PHNOM PENH () – Cour suprême du Cambodge a confirmé une condamnation mercredi sur un militant des droits des terres qui a été emprisonné pendant 2 1/2 ans l’an dernier pour son rôle dans une manifestation de 2013 à l’extérieur de la maison du premier ministre Hun Sen. Vanny TEP, qui ont combattu les expulsions de milliers d’habitants de la terre au bord du lac dans la capitale Phnom Penh pour faire place à un projet immobilier de luxe, a été reconnu coupable d’incitation à la violence et voies de fait contre des agents de sécurité tout en essayant de remettre une pétition à Hun Sen sur un litige foncier. « La Cour a rejeté la plainte en appel par Mme Tep Vanny et confirme le verdict de la Cour d’appel, » juge de Cour suprême Kim Sethavy a déclaré au Tribunal. Juge Kim Sethavy visés aux déclarations faites plus tôt par trois agents de sécurité qu’ils ont été touchés par les manifestants dirigés par Véronique Tep en 2013. Vanny TEP a été vu pleurer et étreindre sa fille adolescente après le verdict, avant qu’elle a été prise à une camionnette de la prison d’attente. « Je veux la liberté, » Vanny Tep a déclaré aux journalistes d’à l’intérieur de la fourgonnette. « Je veux revenir à l’extérieur et de dire le premier ministre ne pas à rendre les gens plus souffrir. » Les expulsions forcées sont un problème majeur au Cambodge, avec des milliers de familles chassées de terres agricoles ou des zones urbaines pour faire place au développement, des projets miniers et agricoles.

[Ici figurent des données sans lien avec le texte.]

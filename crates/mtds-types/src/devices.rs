//! Memory location and element types

use crate::{MtdsError, Result};
use serde::{Deserialize, Serialize};
use std::str::FromStr;

/// Where a buffer physically lives
#[derive(Debug, Clone, Copy, PartialEq, Eq, Hash, Serialize, Deserialize)]
pub enum MemoryLocation {
    /// Accelerator memory with device index
    Device(usize),
    /// Page-locked host memory, usable for DMA
    PinnedHost,
    /// Ordinary pageable host memory
    Host,
}

impl MemoryLocation {
    /// Check if the location is accelerator memory
    pub fn is_device(&self) -> bool {
        matches!(self, MemoryLocation::Device(_))
    }

    /// Device index for accelerator memory
    pub fn index(&self) -> Option<usize> {
        match self {
            MemoryLocation::Device(idx) => Some(*idx),
            _ => None,
        }
    }
}

impl std::fmt::Display for MemoryLocation {
    fn fmt(&self, f: &mut std::fmt::Formatter<'_>) -> std::fmt::Result {
        match self {
            MemoryLocation::Device(idx) => write!(f, "cuda:{}", idx),
            MemoryLocation::PinnedHost => write!(f, "pinned"),
            MemoryLocation::Host => write!(f, "cpu"),
        }
    }
}

/// Tensor element type.
///
/// The variant set mirrors the single-tensor file convention so every value
/// here has an exact on-disk tag (see [`DataType::as_safetensors_str`]).
#[derive(Debug, Clone, Copy, PartialEq, Eq, Hash, Serialize, Deserialize)]
pub enum DataType {
    Bool,
    U8,
    I8,
    /// 8-bit float, 5 exponent bits
    F8E5M2,
    /// 8-bit float, 4 exponent bits
    F8E4M3,
    I16,
    U16,
    F16,
    BF16,
    I32,
    U32,
    F32,
    F64,
    I64,
    U64,
}

impl DataType {
    /// Get size in bytes for this data type
    pub fn size_bytes(&self) -> usize {
        match self {
            DataType::Bool | DataType::U8 | DataType::I8 => 1,
            DataType::F8E5M2 | DataType::F8E4M3 => 1,
            DataType::I16 | DataType::U16 | DataType::F16 | DataType::BF16 => 2,
            DataType::I32 | DataType::U32 | DataType::F32 => 4,
            DataType::F64 | DataType::I64 | DataType::U64 => 8,
        }
    }

    /// Check if this is a floating point type
    pub fn is_float(&self) -> bool {
        matches!(
            self,
            DataType::F8E5M2
                | DataType::F8E4M3
                | DataType::F16
                | DataType::BF16
                | DataType::F32
                | DataType::F64
        )
    }

    /// Tag used in the header of a single-tensor file
    pub fn as_safetensors_str(&self) -> &'static str {
        match self {
            DataType::Bool => "BOOL",
            DataType::U8 => "U8",
            DataType::I8 => "I8",
            DataType::F8E5M2 => "F8_E5M2",
            DataType::F8E4M3 => "F8_E4M3",
            DataType::I16 => "I16",
            DataType::U16 => "U16",
            DataType::F16 => "F16",
            DataType::BF16 => "BF16",
            DataType::I32 => "I32",
            DataType::U32 => "U32",
            DataType::F32 => "F32",
            DataType::F64 => "F64",
            DataType::I64 => "I64",
            DataType::U64 => "U64",
        }
    }

    /// Parse a single-tensor file header tag
    pub fn from_safetensors_str(tag: &str) -> Result<Self> {
        let dtype = match tag {
            "BOOL" => DataType::Bool,
            "U8" => DataType::U8,
            "I8" => DataType::I8,
            "F8_E5M2" => DataType::F8E5M2,
            "F8_E4M3" => DataType::F8E4M3,
            "I16" => DataType::I16,
            "U16" => DataType::U16,
            "F16" => DataType::F16,
            "BF16" => DataType::BF16,
            "I32" => DataType::I32,
            "U32" => DataType::U32,
            "F32" => DataType::F32,
            "F64" => DataType::F64,
            "I64" => DataType::I64,
            "U64" => DataType::U64,
            other => {
                return Err(MtdsError::invalid_format(format!(
                    "Unsupported dtype tag: {}",
                    other
                )))
            }
        };
        Ok(dtype)
    }

    /// Byte size of a dense tensor with this element type and shape.
    ///
    /// Saturates at `usize::MAX`; use [`DataType::checked_nbytes`] for shapes
    /// read from untrusted input.
    pub fn nbytes(&self, shape: &[usize]) -> usize {
        self.checked_nbytes(shape).unwrap_or(usize::MAX)
    }

    /// Byte size of a dense tensor, `None` if it does not fit in `usize`
    pub fn checked_nbytes(&self, shape: &[usize]) -> Option<usize> {
        shape
            .iter()
            .try_fold(self.size_bytes(), |acc, &dim| acc.checked_mul(dim))
    }
}

impl std::fmt::Display for DataType {
    fn fmt(&self, f: &mut std::fmt::Formatter<'_>) -> std::fmt::Result {
        let name = match self {
            DataType::Bool => "bool",
            DataType::U8 => "uint8",
            DataType::I8 => "int8",
            DataType::F8E5M2 => "float8_e5m2",
            DataType::F8E4M3 => "float8_e4m3fn",
            DataType::I16 => "int16",
            DataType::U16 => "uint16",
            DataType::F16 => "float16",
            DataType::BF16 => "bfloat16",
            DataType::I32 => "int32",
            DataType::U32 => "uint32",
            DataType::F32 => "float32",
            DataType::F64 => "float64",
            DataType::I64 => "int64",
            DataType::U64 => "uint64",
        };
        write!(f, "{}", name)
    }
}

impl FromStr for DataType {
    type Err = MtdsError;

    /// Accepts the display names plus the common short aliases
    fn from_str(s: &str) -> Result<Self> {
        let dtype = match s.to_lowercase().as_str() {
            "bool" => DataType::Bool,
            "uint8" | "u8" => DataType::U8,
            "int8" | "i8" => DataType::I8,
            "float8_e5m2" => DataType::F8E5M2,
            "float8_e4m3fn" | "fp8" => DataType::F8E4M3,
            "int16" | "i16" => DataType::I16,
            "uint16" | "u16" => DataType::U16,
            "float16" | "half" | "f16" | "fp16" => DataType::F16,
            "bfloat16" | "bf16" => DataType::BF16,
            "int32" | "i32" => DataType::I32,
            "uint32" | "u32" => DataType::U32,
            "float32" | "float" | "f32" | "fp32" => DataType::F32,
            "float64" | "double" | "f64" => DataType::F64,
            "int64" | "i64" => DataType::I64,
            "uint64" | "u64" => DataType::U64,
            _ => return DataType::from_safetensors_str(s),
        };
        Ok(dtype)
    }
}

Vanny TEP a nié les accusations portées contre lui mercredi, disant qu’elle n’a pas utiliser ou inciter les manifestants à recourir à la violence. Elle a dit avant l’audience que la vie à l’intérieur de la prison était sévère. « Un jour dans la prison ressemble à un an », dit-elle. Reporting par Prak Chan Thul ; Montage de Amy Sawitta LefevreOur normes : le Thomson Trust principes.